Would you please return the line containing "to one invocation." and all the lines after it through the end of the records below, unchanged and on their own?
Material supplied below:
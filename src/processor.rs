//! The message-processing collaborator seam.
//!
//! The scheduler never carries out commands itself: every run hands the
//! task's command text to a [`MessageProcessor`] supplied by the
//! embedding application (an LLM pipeline, a skill runtime, a test
//! double). The trait is object-safe so the scheduler can hold it as
//! `Arc<dyn MessageProcessor>`.

use crate::error::Result;
use crate::task::{ContextMessage, Task};
use async_trait::async_trait;

/// One task invocation handed to the processor.
#[derive(Debug, Clone, PartialEq, Eq)]
pub struct ProcessRequest {
    /// The task's command text.
    pub command: String,
    /// Skill profile to apply, if the task names one.
    pub skill: Option<String>,
    /// Conversation context seeded from the task record.
    pub context: Vec<ContextMessage>,
}

impl From<&Task> for ProcessRequest {
    fn from(task: &Task) -> Self {
        Self {
            command: task.command.clone(),
            skill: task.skill.clone(),
            context: task.context.clone(),
        }
    }
}

/// The processor's reply to one invocation.
///
/// A populated `error` marks the run as failed even though the call
/// itself returned; the runner counts it exactly like an `Err`.
#[derive(Debug, Clone, Default, PartialEq, Eq)]
pub struct ProcessReply {
    /// Response text, if the processor produced one.
    pub response: Option<String>,
    /// Failure description reported by the processor.
    pub error: Option<String>,
    /// The skill the processor actually applied, if any.
    pub skill: Option<String>,
}

impl ProcessReply {
    /// Reply carrying a response text.
    pub fn success(response: impl Into<String>) -> Self {
        Self {
            response: Some(response.into()),
            ..Self::default()
        }
    }

    /// Reply carrying a failure description.
    pub fn failure(error: impl Into<String>) -> Self {
        Self {
            error: Some(error.into()),
            ..Self::default()
        }
    }

    /// Returns `true` if this reply reports a failure.
    #[must_use]
    pub fn is_error(&self) -> bool {
        self.error.is_some()
    }
}

/// External entrypoint that carries out a task's command text.
///
/// Implementations may take arbitrarily long; the scheduler enforces no
/// timeout. A hung call blocks only that task's subsequent cycles via
/// the in-flight marker, never other tasks.
#[async_trait]
pub trait MessageProcessor: Send + Sync {
    /// Process one command.
    ///
    /// # Errors
    ///
    /// An `Err` is treated by the runner exactly like a reply with a
    /// populated `error` field: the run counts as failed and nothing
    /// propagates further.
    async fn process_message(&self, request: ProcessRequest) -> Result<ProcessReply>;
}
End of Material supplied.
Expected answer —
/// The processor's reply to one invocation.
///
/// A populated `error` marks the run as failed even though the call
/// itself returned; the runner counts it exactly like an `Err`.
#[derive(Debug, Clone, Default, PartialEq, Eq)]
pub struct ProcessReply {
    /// Response text, if the processor produced one.
    pub response: Option<String>,
    /// Failure description reported by the processor.
    pub error: Option<String>,
    /// The skill the processor actually applied, if any.
    pub skill: Option<String>,
}

impl ProcessReply {
    /// Reply carrying a response text.
    pub fn success(response: impl Into<String>) -> Self {
        Self {
            response: Some(response.into()),
            ..Self::default()
        }
    }

    /// Reply carrying a failure description.
    pub fn failure(error: impl Into<String>) -> Self {
        Self {
            error: Some(error.into()),
            ..Self::default()
        }
    }

    /// Returns `true` if this reply reports a failure.
    #[must_use]
    pub fn is_error(&self) -> bool {
        self.error.is_some()
    }
}

/// External entrypoint that carries out a task's command text.
///
/// Implementations may take arbitrarily long; the scheduler enforces no
/// timeout. A hung call blocks only that task's subsequent cycles via
/// the in-flight marker, never other tasks.
#[async_trait]
pub trait MessageProcessor: Send + Sync {
    /// Process one command.
    ///
    /// # Errors
    ///
    /// An `Err` is treated by the runner exactly like a reply with a
    /// populated `error` field: the run counts as failed and nothing
    /// propagates further.
    async fn process_message(&self, request: ProcessRequest) -> Result<ProcessReply>;
}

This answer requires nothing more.